Mr Downie, who was made a Member of the Order of the British Empire (MBE), paid tribute to the team of people behind his work with the Homelessness Reduction Act who, he said, had worked hard to make it possible.
Two Kingston University honorary graduates and pioneers in big data have been awarded OBEs in the honours list. In 1989, Edwina Dunn and her husband Clive Humby co-founded international data science company dunnhumby - which transformed the combined industries of retail and consumer products across the world, by applying computer algorithms to data, in a pioneering way. Miss Dunn was chief executive and Mr Humby, chief data scientist.
The company launched a number of loyalty schemes - most notably Tesco Clubcard - which propelled Tesco to double market share in under three years. The couple said one of their proudest achievements was when Tesco Chairman, Lord MacLaurin, said in 1994, "you know more about my customers after three months than I do after 30 years."
The duo were recognised by Kingston University in 2018 when they were awarded honorary doctorates by the Business School - Clive Humby for his outstanding contribution to data science and Edwina Dunn for her outstanding contribution to the marketing industry, to gender equality and women's involvement in STEM industries.

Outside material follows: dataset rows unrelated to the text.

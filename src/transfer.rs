// Copyright 2021 Google LLC
//
// Licensed under the Apache License, Version 2.0 (the "License");
// you may not use this file except in compliance with the License.
// You may obtain a copy of the License at
//
//     https://www.apache.org/licenses/LICENSE-2.0
//
// Unless required by applicable law or agreed to in writing, software
// distributed under the License is distributed on an "AS IS" BASIS,
// WITHOUT WARRANTIES OR CONDITIONS OF ANY KIND, either express or implied.
// See the License for the specific language governing permissions and
// limitations under the License.

//! Progress of one direction of a transfer.

use core::cmp::min;

/// Returned by [`TransferContext::absorb`] when the payload does not fit in
/// what is left of the declared transfer.
///
/// [`TransferContext::absorb`]: struct.TransferContext.html#method.absorb
#[derive(Clone, Copy, PartialEq, Eq, Debug)]
pub struct Overflow;

/// A fixed-capacity buffer plus the size and progress of the transfer it
/// holds.
///
/// Invariant: `transfer_index <= transfer_size <= N`.
pub struct TransferContext<const N: usize> {
    buffer: [u8; N],
    transfer_size: usize,
    transfer_index: usize,
}

impl<const N: usize> TransferContext<N> {
    /// Creates an empty context.
    pub const fn new() -> Self {
        Self {
            buffer: [0; N],
            transfer_size: 0,
            transfer_index: 0,
        }
    }

    /// Buffer capacity.
    pub const fn capacity(&self) -> usize {
        N
    }

    /// Starts a new transfer of `size` bytes, clamped to the capacity.
    pub fn reset(&mut self, size: usize) {
        self.transfer_size = min(size, N);
        self.transfer_index = 0;
    }

    /// Total bytes in the current transfer.
    pub fn transfer_size(&self) -> usize {
        self.transfer_size
    }

    /// Bytes moved so far.
    pub fn transfer_index(&self) -> usize {
        self.transfer_index
    }

    /// Rewinds to the start of the transfer without touching its data.
    pub fn rewind(&mut self) {
        self.transfer_index = 0;
    }

    /// Bytes still to be moved.
    pub fn remaining(&self) -> usize {
        self.transfer_size - self.transfer_index
    }

    /// Returns true iff every byte has been moved.
    pub fn is_complete(&self) -> bool {
        self.transfer_index == self.transfer_size
    }

    /// Appends `payload` at the current index.
    ///
    /// Nothing is copied if `payload` does not fit in the remainder.
    pub fn absorb(&mut self, payload: &[u8]) -> Result<(), Overflow> {
        if payload.len() > self.remaining() {
            return Err(Overflow);
        }
        let end = self.transfer_index + payload.len();
        self.buffer[self.transfer_index..end].copy_from_slice(payload);
        self.transfer_index = end;
        Ok(())
    }

    /// Returns up to `max_len` bytes starting at the current index. The index
    /// is not advanced; see [`advance`](#method.advance).
    pub fn emit(&self, max_len: usize) -> &[u8] {
        let end = self.transfer_index + min(max_len, self.remaining());
        &self.buffer[self.transfer_index..end]
    }

    /// Moves the index forward by `n`, saturating at the transfer size.
    pub fn advance(&mut self, n: usize) {
        self.transfer_index = min(self.transfer_index + n, self.transfer_size);
    }

    /// The valid bytes of the transfer.
    pub fn data(&self) -> &[u8] {
        &self.buffer[..self.transfer_size]
    }

    /// The valid bytes of the transfer, for a driver to fill.
    pub fn data_mut(&mut self) -> &mut [u8] {
        &mut self.buffer[..self.transfer_size]
    }
}

impl<const N: usize> Default for TransferContext<N> {
    fn default() -> Self {
        Self::new()
    }
}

Miss Dunn is also founder of The Female Lead, a charity that gifts books and films to schools and universities across the United Kingdom and United States of America showcasing diverse and inspiring female role models. Recalling when she began her own career, she said, "I was often the only woman in board meetings. It took time and courage to make an impact." She said that gender equality in industry remains slow to change and hopes that all businesses will strive for a greater gender balance, not because of quotas but, for better financial performance.
The couple sold dunnhumby to Tesco in 2011 by which time it had 1,500 employees, reaching 350 million customers in 25 countries. They have since formed Starcount, a consumer insights company.
Other high achievers linked to Kingston University to make this year's Queen's Birthday list were Andrew Ferguson - a 1988 HNC Physics graduate, who has been recognised with an OBE for his services to the economy and broadband services - and mezzo-soprano singer Kathryn Harries who has been awarded an OBE for services to opera.
The Welsh opera singer was director of the National Opera Studio, a training ground for young opera singers, from 2009-2017 and was awarded an Honorary Doctorate of Music from Kingston University in 2008. She has also raised nearly £700,000 for a number of charities through concerts and other activities such as walking from John O'Groats to Land's End for language-loss charity Speakability.